(PROBLEM STATEMENT) Write out the whole listing word for word.

(WORKING DATA)
--- START ---
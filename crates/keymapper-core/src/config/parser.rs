// Keymapper Config Parser - TOML/YAML with Serde
// Parses the ordered device rule list and normalizes keymaps at load time

use std::fmt;
use std::fs;
use std::path::{Path, PathBuf};
use std::sync::Arc;

use indexmap::IndexMap;
use serde::Deserialize;

use super::rule::MatchRule;
use crate::key::key_from_name;
use crate::mapping::Keymap;
use crate::Key;

/// Configuration parser errors
#[derive(Debug, thiserror::Error)]
pub enum ConfigError {
    #[error("IO error: {0}")]
    Io(#[from] std::io::Error),

    #[error("TOML parse error: {0}")]
    TomlParse(String),

    #[error("YAML parse error: {0}")]
    YamlParse(String),

    #[error("Invalid id pattern {pattern:?}: {reason}")]
    InvalidPattern { pattern: String, reason: String },

    #[error("Invalid key: {0}")]
    InvalidKey(String),

    #[error("Key {0} is mapped more than once in the same rule")]
    DuplicateKey(Key),

    #[error("No device rules defined")]
    NoRules,
}

/// Root of a TOML configuration file
#[derive(Debug, Clone, Deserialize)]
#[serde(deny_unknown_fields)]
struct ConfigToml {
    /// Device rules, in match order
    #[serde(default)]
    device: Vec<RuleEntry>,
}

/// One device rule as written in the config file
#[derive(Debug, Clone, Deserialize)]
#[serde(deny_unknown_fields)]
struct RuleEntry {
    /// Regular expression searched in the device identity
    id: String,

    /// Source key name -> destination key name(s)
    #[serde(default)]
    keymap: IndexMap<String, KeymapTarget>,
}

/// A keymap value: one key name or a list of key names
#[derive(Debug, Clone, Deserialize)]
#[serde(untagged)]
enum KeymapTarget {
    One(String),
    Many(Vec<String>),
}

impl KeymapTarget {
    fn names(&self) -> &[String] {
        match self {
            KeymapTarget::One(name) => std::slice::from_ref(name),
            KeymapTarget::Many(names) => names,
        }
    }
}

/// Where the active configuration came from
#[derive(Debug, Clone, PartialEq, Eq)]
pub enum ConfigSource {
    /// Parsed from this file
    File(PathBuf),
    /// Built-in catch-all rule
    Default,
}

impl fmt::Display for ConfigSource {
    fn fmt(&self, f: &mut fmt::Formatter<'_>) -> fmt::Result {
        match self {
            ConfigSource::File(path) => write!(f, "{}", path.display()),
            ConfigSource::Default => f.write_str("built-in default"),
        }
    }
}

/// Immutable, ordered list of device rules
#[derive(Debug, Clone)]
pub struct Config {
    rules: Vec<Arc<MatchRule>>,
    source: ConfigSource,
}

impl Default for Config {
    /// A single catch-all rule with no keymap (pure pass-through)
    fn default() -> Self {
        Self {
            rules: vec![Arc::new(MatchRule::catch_all())],
            source: ConfigSource::Default,
        }
    }
}

impl Config {
    /// Build a configuration from already-compiled rules
    pub fn from_rules(rules: impl IntoIterator<Item = MatchRule>) -> Self {
        Self {
            rules: rules.into_iter().map(Arc::new).collect(),
            source: ConfigSource::Default,
        }
    }

    /// Load configuration from `path`, falling back to the default catch-all
    /// rule if the file is missing, unreadable or invalid.
    pub fn load<P: AsRef<Path>>(path: P) -> Self {
        let path = path.as_ref();
        let config = match Self::from_path(path) {
            Ok(config) => config,
            Err(e) => {
                log::info!(
                    "Could not load configuration from {}: {}; using default rule",
                    path.display(),
                    e
                );
                Self::default()
            }
        };
        log::info!("Loaded configuration: {}", config);
        config
    }

    /// Parse a configuration file; the format is picked by file extension
    /// (`.yaml`/`.yml` for YAML, anything else for TOML).
    pub fn from_path<P: AsRef<Path>>(path: P) -> Result<Self, ConfigError> {
        let path = path.as_ref();
        let content = fs::read_to_string(path)?;
        let is_yaml = matches!(
            path.extension().and_then(|e| e.to_str()),
            Some("yaml") | Some("yml")
        );

        let mut config = if is_yaml {
            Self::from_yaml(&content)?
        } else {
            Self::from_toml(&content)?
        };
        config.source = ConfigSource::File(path.to_path_buf());
        Ok(config)
    }

    /// Parse configuration from a TOML string
    pub fn from_toml(content: &str) -> Result<Self, ConfigError> {
        let parsed: ConfigToml =
            toml::from_str(content).map_err(|e| ConfigError::TomlParse(e.to_string()))?;
        Self::from_entries(parsed.device)
    }

    /// Parse configuration from a YAML string (a top-level list of rules)
    pub fn from_yaml(content: &str) -> Result<Self, ConfigError> {
        let entries: Vec<RuleEntry> =
            serde_yaml::from_str(content).map_err(|e| ConfigError::YamlParse(e.to_string()))?;
        Self::from_entries(entries)
    }

    fn from_entries(entries: Vec<RuleEntry>) -> Result<Self, ConfigError> {
        if entries.is_empty() {
            return Err(ConfigError::NoRules);
        }
        let rules = entries
            .iter()
            .map(RuleEntry::to_rule)
            .collect::<Result<Vec<_>, _>>()?;
        Ok(Self::from_rules(rules))
    }

    /// Rules in match order
    pub fn rules(&self) -> &[Arc<MatchRule>] {
        &self.rules
    }

    pub fn source(&self) -> &ConfigSource {
        &self.source
    }

    /// Default config file location: `<config dir>/keymapper/config.toml`,
    /// or `config.toml` in the working directory when no config dir is known.
    pub fn default_path() -> PathBuf {
        dirs::config_dir()
            .map(|dir| dir.join("keymapper").join("config.toml"))
            .unwrap_or_else(|| PathBuf::from("config.toml"))
    }
}

impl fmt::Display for Config {
    fn fmt(&self, f: &mut fmt::Formatter<'_>) -> fmt::Result {
        write!(f, "{} rule(s) from {}: [", self.rules.len(), self.source)?;
        for (i, rule) in self.rules.iter().enumerate() {
            if i > 0 {
                f.write_str(", ")?;
            }
            write!(f, "{}", rule)?;
        }
        f.write_str("]")
    }
}

impl RuleEntry {
    fn to_rule(&self) -> Result<MatchRule, ConfigError> {
        let mut keymap = Keymap::new();
        for (source, target) in &self.keymap {
            let source = parse_key(source)?;
            let destinations = target
                .names()
                .iter()
                .map(|name| parse_key(name))
                .collect::<Result<Vec<_>, _>>()?;
            if keymap.insert(source, destinations).is_some() {
                return Err(ConfigError::DuplicateKey(source));
            }
        }

        MatchRule::new(&self.id, keymap).map_err(|e| ConfigError::InvalidPattern {
            pattern: self.id.clone(),
            reason: e.to_string(),
        })
    }
}

fn parse_key(name: &str) -> Result<Key, ConfigError> {
    let trimmed = name.trim();
    key_from_name(trimmed).ok_or_else(|| ConfigError::InvalidKey(trimmed.to_string()))
}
--- END ---
(PROBLEM SOLUTION)
filename crates/keymapper-core/src/config/parser.rs
// Keymapper Config Parser - TOML/YAML with Serde
// Parses the ordered device rule list and normalizes keymaps at load time

use std::fmt;
use std::fs;
use std::path::{Path, PathBuf};
use std::sync::Arc;

use indexmap::IndexMap;
use serde::Deserialize;

use super::rule::MatchRule;
use crate::key::key_from_name;
use crate::mapping::Keymap;
use crate::Key;

/// Configuration parser errors
#[derive(Debug, thiserror::Error)]
pub enum ConfigError {
    #[error("IO error: {0}")]
    Io(#[from] std::io::Error),

    #[error("TOML parse error: {0}")]
    TomlParse(String),

    #[error("YAML parse error: {0}")]
    YamlParse(String),

    #[error("Invalid id pattern {pattern:?}: {reason}")]
    InvalidPattern { pattern: String, reason: String },

    #[error("Invalid key: {0}")]
    InvalidKey(String),

    #[error("Key {0} is mapped more than once in the same rule")]
    DuplicateKey(Key),

    #[error("No device rules defined")]
    NoRules,
}

/// Root of a TOML configuration file
#[derive(Debug, Clone, Deserialize)]
#[serde(deny_unknown_fields)]
struct ConfigToml {
    /// Device rules, in match order
    #[serde(default)]
    device: Vec<RuleEntry>,
}

/// One device rule as written in the config file
#[derive(Debug, Clone, Deserialize)]
#[serde(deny_unknown_fields)]
struct RuleEntry {
    /// Regular expression searched in the device identity
    id: String,

    /// Source key name -> destination key name(s)
    #[serde(default)]
    keymap: IndexMap<String, KeymapTarget>,
}

/// A keymap value: one key name or a list of key names
#[derive(Debug, Clone, Deserialize)]
#[serde(untagged)]
enum KeymapTarget {
    One(String),
    Many(Vec<String>),
}

impl KeymapTarget {
    fn names(&self) -> &[String] {
        match self {
            KeymapTarget::One(name) => std::slice::from_ref(name),
            KeymapTarget::Many(names) => names,
        }
    }
}

/// Where the active configuration came from
#[derive(Debug, Clone, PartialEq, Eq)]
pub enum ConfigSource {
    /// Parsed from this file
    File(PathBuf),
    /// Built-in catch-all rule
    Default,
}

impl fmt::Display for ConfigSource {
    fn fmt(&self, f: &mut fmt::Formatter<'_>) -> fmt::Result {
        match self {
            ConfigSource::File(path) => write!(f, "{}", path.display()),
            ConfigSource::Default => f.write_str("built-in default"),
        }
    }
}

/// Immutable, ordered list of device rules
#[derive(Debug, Clone)]
pub struct Config {
    rules: Vec<Arc<MatchRule>>,
    source: ConfigSource,
}

impl Default for Config {
    /// A single catch-all rule with no keymap (pure pass-through)
    fn default() -> Self {
        Self {
            rules: vec![Arc::new(MatchRule::catch_all())],
            source: ConfigSource::Default,
        }
    }
}

impl Config {
    /// Build a configuration from already-compiled rules
    pub fn from_rules(rules: impl IntoIterator<Item = MatchRule>) -> Self {
        Self {
            rules: rules.into_iter().map(Arc::new).collect(),
            source: ConfigSource::Default,
        }
    }

    /// Load configuration from `path`, falling back to the default catch-all
    /// rule if the file is missing, unreadable or invalid.
    pub fn load<P: AsRef<Path>>(path: P) -> Self {
        let path = path.as_ref();
        let config = match Self::from_path(path) {
            Ok(config) => config,
            Err(e) => {
                log::info!(
                    "Could not load configuration from {}: {}; using default rule",
                    path.display(),
                    e
                );
                Self::default()
            }
        };
        log::info!("Loaded configuration: {}", config);
        config
    }

    /// Parse a configuration file; the format is picked by file extension
    /// (`.yaml`/`.yml` for YAML, anything else for TOML).
    pub fn from_path<P: AsRef<Path>>(path: P) -> Result<Self, ConfigError> {
        let path = path.as_ref();
        let content = fs::read_to_string(path)?;
        let is_yaml = matches!(
            path.extension().and_then(|e| e.to_str()),
            Some("yaml") | Some("yml")
        );

        let mut config = if is_yaml {
            Self::from_yaml(&content)?
        } else {
            Self::from_toml(&content)?
        };
        config.source = ConfigSource::File(path.to_path_buf());
        Ok(config)
    }

    /// Parse configuration from a TOML string
    pub fn from_toml(content: &str) -> Result<Self, ConfigError> {
        let parsed: ConfigToml =
            toml::from_str(content).map_err(|e| ConfigError::TomlParse(e.to_string()))?;
        Self::from_entries(parsed.device)
    }

    /// Parse configuration from a YAML string (a top-level list of rules)
    pub fn from_yaml(content: &str) -> Result<Self, ConfigError> {
        let entries: Vec<RuleEntry> =
            serde_yaml::from_str(content).map_err(|e| ConfigError::YamlParse(e.to_string()))?;
        Self::from_entries(entries)
    }

    fn from_entries(entries: Vec<RuleEntry>) -> Result<Self, ConfigError> {
        if entries.is_empty() {
            return Err(ConfigError::NoRules);
        }
        let rules = entries
            .iter()
            .map(RuleEntry::to_rule)
            .collect::<Result<Vec<_>, _>>()?;
        Ok(Self::from_rules(rules))
    }

    /// Rules in match order
    pub fn rules(&self) -> &[Arc<MatchRule>] {
        &self.rules
    }

    pub fn source(&self) -> &ConfigSource {
        &self.source
    }

    /// Default config file location: `<config dir>/keymapper/config.toml`,
    /// or `config.toml` in the working directory when no config dir is known.
    pub fn default_path() -> PathBuf {
        dirs::config_dir()
            .map(|dir| dir.join("keymapper").join("config.toml"))
            .unwrap_or_else(|| PathBuf::from("config.toml"))
    }
}

impl fmt::Display for Config {
    fn fmt(&self, f: &mut fmt::Formatter<'_>) -> fmt::Result {
        write!(f, "{} rule(s) from {}: [", self.rules.len(), self.source)?;
        for (i, rule) in self.rules.iter().enumerate() {
            if i > 0 {
                f.write_str(", ")?;
            }
            write!(f, "{}", rule)?;
        }
        f.write_str("]")
    }
}

impl RuleEntry {
    fn to_rule(&self) -> Result<MatchRule, ConfigError> {
        let mut keymap = Keymap::new();
        for (source, target) in &self.keymap {
            let source = parse_key(source)?;
            let destinations = target
                .names()
                .iter()
                .map(|name| parse_key(name))
                .collect::<Result<Vec<_>, _>>()?;
            if keymap.insert(source, destinations).is_some() {
                return Err(ConfigError::DuplicateKey(source));
            }
        }

        MatchRule::new(&self.id, keymap).map_err(|e| ConfigError::InvalidPattern {
            pattern: self.id.clone(),
            reason: e.to_string(),
        })
    }
}

fn parse_key(name: &str) -> Result<Key, ConfigError> {
    let trimmed = name.trim();
    key_from_name(trimmed).ok_or_else(|| ConfigError::InvalidKey(trimmed.to_string()))
}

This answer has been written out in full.